### Recorded data:

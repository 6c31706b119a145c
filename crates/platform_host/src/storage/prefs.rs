//! Key/value preference storage contracts (the browser `localStorage` boundary).

use std::{cell::RefCell, collections::BTreeMap, future::Future, pin::Pin, rc::Rc};

use serde::{de::DeserializeOwned, Serialize};

/// Object-safe boxed future used by [`PrefsStore`] async methods.
pub type PrefsStoreFuture<'a, T> = Pin<Box<dyn Future<Output = T> + 'a>>;

/// Host service for small JSON documents stored as text per key.
pub trait PrefsStore {
    /// Loads the raw JSON text stored under `key`.
    fn load_pref<'a>(
        &'a self,
        key: &'a str,
    ) -> PrefsStoreFuture<'a, Result<Option<String>, String>>;

    /// Replaces the raw JSON text stored under `key`.
    fn save_pref<'a>(
        &'a self,
        key: &'a str,
        raw_json: &'a str,
    ) -> PrefsStoreFuture<'a, Result<(), String>>;

    /// Deletes `key`. Deleting a missing key succeeds.
    fn delete_pref<'a>(&'a self, key: &'a str) -> PrefsStoreFuture<'a, Result<(), String>>;
}

#[derive(Debug, Clone, Default)]
/// In-memory preference store. Clones share the same backing map.
pub struct MemoryPrefsStore {
    inner: Rc<RefCell<BTreeMap<String, String>>>,
}

impl MemoryPrefsStore {
    /// Creates a store pre-populated with one raw entry.
    pub fn with_entry(key: impl Into<String>, raw_json: impl Into<String>) -> Self {
        let store = Self::default();
        store.inner.borrow_mut().insert(key.into(), raw_json.into());
        store
    }

    /// Returns the raw text stored under `key` without going through the async contract.
    pub fn raw(&self, key: &str) -> Option<String> {
        self.inner.borrow().get(key).cloned()
    }
}

impl PrefsStore for MemoryPrefsStore {
    fn load_pref<'a>(
        &'a self,
        key: &'a str,
    ) -> PrefsStoreFuture<'a, Result<Option<String>, String>> {
        Box::pin(async move { Ok(self.raw(key)) })
    }

    fn save_pref<'a>(
        &'a self,
        key: &'a str,
        raw_json: &'a str,
    ) -> PrefsStoreFuture<'a, Result<(), String>> {
        Box::pin(async move {
            self.inner
                .borrow_mut()
                .insert(key.to_string(), raw_json.to_string());
            Ok(())
        })
    }

    fn delete_pref<'a>(&'a self, key: &'a str) -> PrefsStoreFuture<'a, Result<(), String>> {
        Box::pin(async move {
            self.inner.borrow_mut().remove(key);
            Ok(())
        })
    }
}

/// Loads and deserializes a typed value through a [`PrefsStore`].
///
/// # Errors
///
/// Returns an error when the store fails or the stored text is not valid JSON for `T`.
pub async fn load_pref_with<S: PrefsStore + ?Sized, T: DeserializeOwned>(
    store: &S,
    key: &str,
) -> Result<Option<T>, String> {
    let Some(raw) = store.load_pref(key).await? else {
        return Ok(None);
    };
    serde_json::from_str(&raw)
        .map(Some)
        .map_err(|e| format!("stored value for `{key}` is unreadable: {e}"))
}

/// Serializes and saves a typed value through a [`PrefsStore`].
///
/// # Errors
///
/// Returns an error when serialization or the store write fails.
pub async fn save_pref_with<S: PrefsStore + ?Sized, T: Serialize + ?Sized>(
    store: &S,
    key: &str,
    value: &T,
) -> Result<(), String> {
    let raw = serde_json::to_string(value).map_err(|e| e.to_string())?;
    store.save_pref(key, &raw).await
}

### Work order:
From top to bottom, reproduce the material exactly.

### Exercise solution:
repository 6c31706b119a145c
filename crates/platform_host/src/storage/prefs.rs
//! Key/value preference storage contracts (the browser `localStorage` boundary).

use std::{cell::RefCell, collections::BTreeMap, future::Future, pin::Pin, rc::Rc};

use serde::{de::DeserializeOwned, Serialize};

/// Object-safe boxed future used by [`PrefsStore`] async methods.
pub type PrefsStoreFuture<'a, T> = Pin<Box<dyn Future<Output = T> + 'a>>;

/// Host service for small JSON documents stored as text per key.
pub trait PrefsStore {
    /// Loads the raw JSON text stored under `key`.
    fn load_pref<'a>(
        &'a self,
        key: &'a str,
    ) -> PrefsStoreFuture<'a, Result<Option<String>, String>>;

    /// Replaces the raw JSON text stored under `key`.
    fn save_pref<'a>(
        &'a self,
        key: &'a str,
        raw_json: &'a str,
    ) -> PrefsStoreFuture<'a, Result<(), String>>;

    /// Deletes `key`. Deleting a missing key succeeds.
    fn delete_pref<'a>(&'a self, key: &'a str) -> PrefsStoreFuture<'a, Result<(), String>>;
}

#[derive(Debug, Clone, Default)]
/// In-memory preference store. Clones share the same backing map.
pub struct MemoryPrefsStore {
    inner: Rc<RefCell<BTreeMap<String, String>>>,
}

impl MemoryPrefsStore {
    /// Creates a store pre-populated with one raw entry.
    pub fn with_entry(key: impl Into<String>, raw_json: impl Into<String>) -> Self {
        let store = Self::default();
        store.inner.borrow_mut().insert(key.into(), raw_json.into());
        store
    }

    /// Returns the raw text stored under `key` without going through the async contract.
    pub fn raw(&self, key: &str) -> Option<String> {
        self.inner.borrow().get(key).cloned()
    }
}

impl PrefsStore for MemoryPrefsStore {
    fn load_pref<'a>(
        &'a self,
        key: &'a str,
    ) -> PrefsStoreFuture<'a, Result<Option<String>, String>> {
        Box::pin(async move { Ok(self.raw(key)) })
    }

    fn save_pref<'a>(
        &'a self,
        key: &'a str,
        raw_json: &'a str,
    ) -> PrefsStoreFuture<'a, Result<(), String>> {
        Box::pin(async move {
            self.inner
                .borrow_mut()
                .insert(key.to_string(), raw_json.to_string());
            Ok(())
        })
    }

    fn delete_pref<'a>(&'a self, key: &'a str) -> PrefsStoreFuture<'a, Result<(), String>> {
        Box::pin(async move {
            self.inner.borrow_mut().remove(key);
            Ok(())
        })
    }
}

/// Loads and deserializes a typed value through a [`PrefsStore`].
///
/// # Errors
///
/// Returns an error when the store fails or the stored text is not valid JSON for `T`.
pub async fn load_pref_with<S: PrefsStore + ?Sized, T: DeserializeOwned>(
    store: &S,
    key: &str,
) -> Result<Option<T>, String> {
    let Some(raw) = store.load_pref(key).await? else {
        return Ok(None);
    };
    serde_json::from_str(&raw)
        .map(Some)
        .map_err(|e| format!("stored value for `{key}` is unreadable: {e}"))
}

/// Serializes and saves a typed value through a [`PrefsStore`].
///
/// # Errors
///
/// Returns an error when serialization or the store write fails.
pub async fn save_pref_with<S: PrefsStore + ?Sized, T: Serialize + ?Sized>(
    store: &S,
    key: &str,
    value: &T,
) -> Result<(), String> {
    let raw = serde_json::to_string(value).map_err(|e| e.to_string())?;
    store.save_pref(key, &raw).await
}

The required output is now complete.